The Lifting Up of the Lord Jesus Christ
John 18:31-32
(31) Then said Pilate unto them, Take ye him, and judge him according to your law. The Jews therefore said unto him, It is not lawful for us to put any man to death:
(32) That the saying of Jesus might be fulfilled, which he spake, signifying what death he should die.
According to John's gospel, there were at least three occasions in our Lord's ministry when He prophesied of the manner of his death as being “lifted up.” In JOH 3:14, He said, “And as Moses lifted up the serpent in the wilderness, even so must the Son of man be lifted up.” In JOH 8:28, He said unto the Pharisees, “...When ye have lifted up the Son of man, then shall ye know that I am he...” In JOH 12:32-33, He said, “And I, if I be lifted up from the earth, will draw all men unto me. This he said, signifying what death he should die.” In other places He plainly stated that He must be crucified (MAT 20:19; MAT 26:2).
It was hardly the intent of Christ's persecutors to authenticate His prophetic power or His Messianic office, yet by the manner in which they here sought to frame their mischief against Christ by a law (cf. PSA 94:20), they unwittingly were doing so. Like the wicked Assyrian king who hundreds of years earlier was a tool in God's hand to accomplish His purpose (ISA 10:5-7), they “...meaneth not so...” The Sovereign God Who does according to His own will in the armies of heaven and among the inhabitants of the earth (DAN 4:35) is Him of Whom His Spirit said, “Surely the wrath of man shall praise thee: the remainder of wrath shalt thou restrain” (PSA 76:10).

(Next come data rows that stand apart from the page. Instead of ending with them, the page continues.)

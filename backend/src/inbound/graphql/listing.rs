//! Listing resolvers: lookup, location search, and hosting.

use std::sync::Arc;

use async_graphql::{Context, Enum, ErrorExtensions, ID, InputObject, Object, Result};

use crate::domain::ports::{Page, PriceOrder};
use crate::domain::{DomainError, HostListingRequest, ListingId};

use super::booking::Booking;
use super::user::{Bookings, Listings, User};
use super::{GraphQlData, RequestSession};

/// Property category advertised on a listing.
#[derive(Debug, Clone, Copy, PartialEq, Eq, Enum)]
#[graphql(name = "ListingType")]
pub enum ListingType {
    Apartment,
    House,
}

impl From<ListingType> for crate::domain::ListingType {
    fn from(value: ListingType) -> Self {
        match value {
            ListingType::Apartment => Self::Apartment,
            ListingType::House => Self::House,
        }
    }
}

impl From<crate::domain::ListingType> for ListingType {
    fn from(value: crate::domain::ListingType) -> Self {
        match value {
            crate::domain::ListingType::Apartment => Self::Apartment,
            crate::domain::ListingType::House => Self::House,
        }
    }
}

/// Price ordering applied to listing searches.
#[derive(Debug, Clone, Copy, PartialEq, Eq, Enum)]
pub enum ListingsFilter {
    PriceLowToHigh,
    PriceHighToLow,
}

impl From<ListingsFilter> for PriceOrder {
    fn from(value: ListingsFilter) -> Self {
        match value {
            ListingsFilter::PriceLowToHigh => Self::LowToHigh,
            ListingsFilter::PriceHighToLow => Self::HighToLow,
        }
    }
}

/// A bookable property. The bookings list resolves only for the host.
pub struct Listing {
    pub(super) listing: crate::domain::Listing,
    pub(super) authorized: bool,
}

impl Listing {
    pub(super) fn public(listing: crate::domain::Listing) -> Self {
        Self {
            listing,
            authorized: false,
        }
    }
}

#[Object]
impl Listing {
    async fn id(&self) -> ID {
        ID::from(self.listing.id.as_str())
    }

    async fn title(&self) -> &str {
        &self.listing.title
    }

    async fn description(&self) -> &str {
        &self.listing.description
    }

    async fn image(&self) -> &str {
        &self.listing.image
    }

    async fn host(&self, ctx: &Context<'_>) -> Result<User> {
        let data = ctx.data::<GraphQlData>()?;
        let host = data
            .users
            .find(&self.listing.host)
            .await
            .map_err(|err| DomainError::persistence(err.to_string()).extend())?
            .ok_or_else(|| DomainError::not_found("host cannot be found").extend())?;
        Ok(User::public(host))
    }

    #[graphql(name = "type")]
    async fn listing_type(&self) -> ListingType {
        self.listing.listing_type.into()
    }

    async fn address(&self) -> &str {
        &self.listing.address
    }

    async fn country(&self) -> &str {
        &self.listing.country
    }

    async fn admin(&self) -> &str {
        &self.listing.admin
    }

    async fn city(&self) -> &str {
        &self.listing.city
    }

    /// Bookings against this listing; only visible to its host.
    async fn bookings(
        &self,
        ctx: &Context<'_>,
        limit: i32,
        page: i32,
    ) -> Result<Option<Bookings>> {
        if !self.authorized {
            return Ok(None);
        }
        let data = ctx.data::<GraphQlData>()?;
        let result = data
            .bookings
            .find_page(
                &self.listing.bookings,
                Page {
                    limit: i64::from(limit),
                    page: i64::from(page),
                },
            )
            .await
            .map_err(|err| DomainError::persistence(err.to_string()).extend())?;
        Ok(Some(Bookings {
            total: self.listing.bookings.len() as i64,
            result: result.into_iter().map(Booking).collect(),
        }))
    }

    /// The booked-day index as a JSON document.
    async fn bookings_index(&self) -> Result<String> {
        Ok(serde_json::to_string(&self.listing.bookings_index)
            .map_err(|err| DomainError::internal(err.to_string()).extend())?)
    }

    async fn price(&self) -> i64 {
        self.listing.price
    }

    async fn num_of_guests(&self) -> i32 {
        self.listing.num_of_guests
    }
}

#[derive(InputObject)]
struct HostListingInput {
    title: String,
    description: String,
    /// Base64-encoded photo.
    image: String,
    #[graphql(name = "type")]
    listing_type: ListingType,
    address: String,
    /// Nightly price in the smallest currency unit.
    price: i64,
    num_of_guests: i32,
}

/// Listing query root.
#[derive(Default)]
pub struct ListingQuery;

#[Object]
impl ListingQuery {
    /// Fetch a listing by id.
    async fn listing(&self, ctx: &Context<'_>, id: ID) -> Result<Listing> {
        let data = ctx.data::<GraphQlData>()?;
        let session = ctx.data::<Arc<RequestSession>>()?;
        let id = ListingId::new(id.as_str())
            .map_err(|err| DomainError::invalid_input(err.to_string()).extend())?;
        let (listing, authorized) = data
            .listing_service
            .listing(session.credentials(), &id)
            .await
            .map_err(|err| err.extend())?;
        Ok(Listing { listing, authorized })
    }

    /// Search listings, optionally narrowed to a location.
    async fn listings(
        &self,
        ctx: &Context<'_>,
        location: Option<String>,
        filter: Option<ListingsFilter>,
        limit: i32,
        page: i32,
    ) -> Result<Listings> {
        let data = ctx.data::<GraphQlData>()?;
        let result = data
            .listing_service
            .listings(
                location.as_deref(),
                filter.map(PriceOrder::from),
                Page {
                    limit: i64::from(limit),
                    page: i64::from(page),
                },
            )
            .await
            .map_err(|err| err.extend())?;
        Ok(Listings {
            region: result.region,
            total: result.total,
            result: result.items.into_iter().map(Listing::public).collect(),
        })
    }
}

/// Listing mutation root.
#[derive(Default)]
pub struct ListingMutation;

#[Object]
impl ListingMutation {
    /// Host a new listing.
    async fn host_listing(&self, ctx: &Context<'_>, input: HostListingInput) -> Result<Listing> {
        let data = ctx.data::<GraphQlData>()?;
        let session = ctx.data::<Arc<RequestSession>>()?;
        let request = HostListingRequest {
            title: input.title,
            description: input.description,
            image: input.image,
            listing_type: input.listing_type.into(),
            address: input.address,
            price: input.price,
            num_of_guests: input.num_of_guests,
        };
        let listing = data
            .listing_service
            .host_listing(session.credentials(), request)
            .await
            .map_err(|err| err.extend())?;
        Ok(Listing::public(listing))
    }
}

There were other times when the wicked had sought to kill Jesus of Nazareth by various means, starting with Herod's slaughter of infants (MAT 2:16), through Satan's invitation to suicide (MAT 4:6),
and chafed church members trying to cast him down a hill headlong (LUK 4:28-29), and stoning (JOH 8:59; JOH 10:31). But all of these failed. God had foreordained a specific death for Messiah: that He should die at the hands of Gentiles (MAR 10:33-34), by hanging on a “tree” (GAL 3:13) with feet and hands pierced (ZEC 12:10; ZEC 13:6; PSA 22:16; JOH 19:37). Among the methods of capital punishment authorized by the law of Moses were stoning (LEV 20:2), burning (LEV 20:14) and being shot through (EXO 19:13). There was a “hanging on a tree” noted in DEU 21:22-23 but the language there indicates that this was not a method of execution; rather it was a post-mortem exhibition (c/w JOS 10:26; 2SAM 4:12).
The Jews appeal to Pilate, “It is not lawful for us to put any man to death” may have had some truth to it while they were under Rome's power. Mind you, such a legality had not been an issue in previous attempts to kill Christ. But they had come to realize that there would be repercussions if they openly undertook to kill Him and so “they feared the people” (LUK 22:2). It would be better for them if a little legal legerdemain were used to make Rome bear the responsibility for Christ's death---a clever washing of the hands that preceded Pilate's (MAT 27:24). And all this happened to fulfill the sign of His death of which He spoke, “lifted up from the earth...” (JOH 12:32-33), alluding to a Gentile crucifixion death that Rome would administer. This would not be a post-mortem exhibition; it would be an execution of the living by Rome at the instigation of the Jews and Herod, all blindly working together “For to do whatsoever thy hand and counsel determined before to be done” (ACT 4:28). All ultimately do God's will whether they intend to or not.
Now that the Jews might have thought they had some kind of a legal leg to stand on by delivering Jesus to the hands of Rome to suffer a Roman crucifixion may have seemed wise (for them) in theory. But theory fell short of reality for the Holy Spirit's testimony to that nation was, “Therefore let all the house of Israel know assuredly, that God hath made that same Jesus, WHOM YE HAVE CRUCIFIED, both Lord and Christ” (ACT 2:36). Both camps of humanity (Jews and Gentiles) are culpable in the ignominious death of Christ upon the cross where He was suspended between earth and heaven and forsaken by both. But in suffering thus, “Christ hath redeemed us from the curse of the law, being made a curse for us: for it is written, Cursed is every one that hangeth on a tree” (GAL 3:13). Believers ought to be very thankful that, as God had done with Balaam years before, He “...turned the curse into a blessing unto thee, because the LORD thy God loved thee” (DEU 23:5) and made the tree of death into a tree of life. “But God forbid that I should glory, save in the cross of our Lord Jesus Christ, by whom the world is crucified unto me, and I unto the world” (GAL 6:14).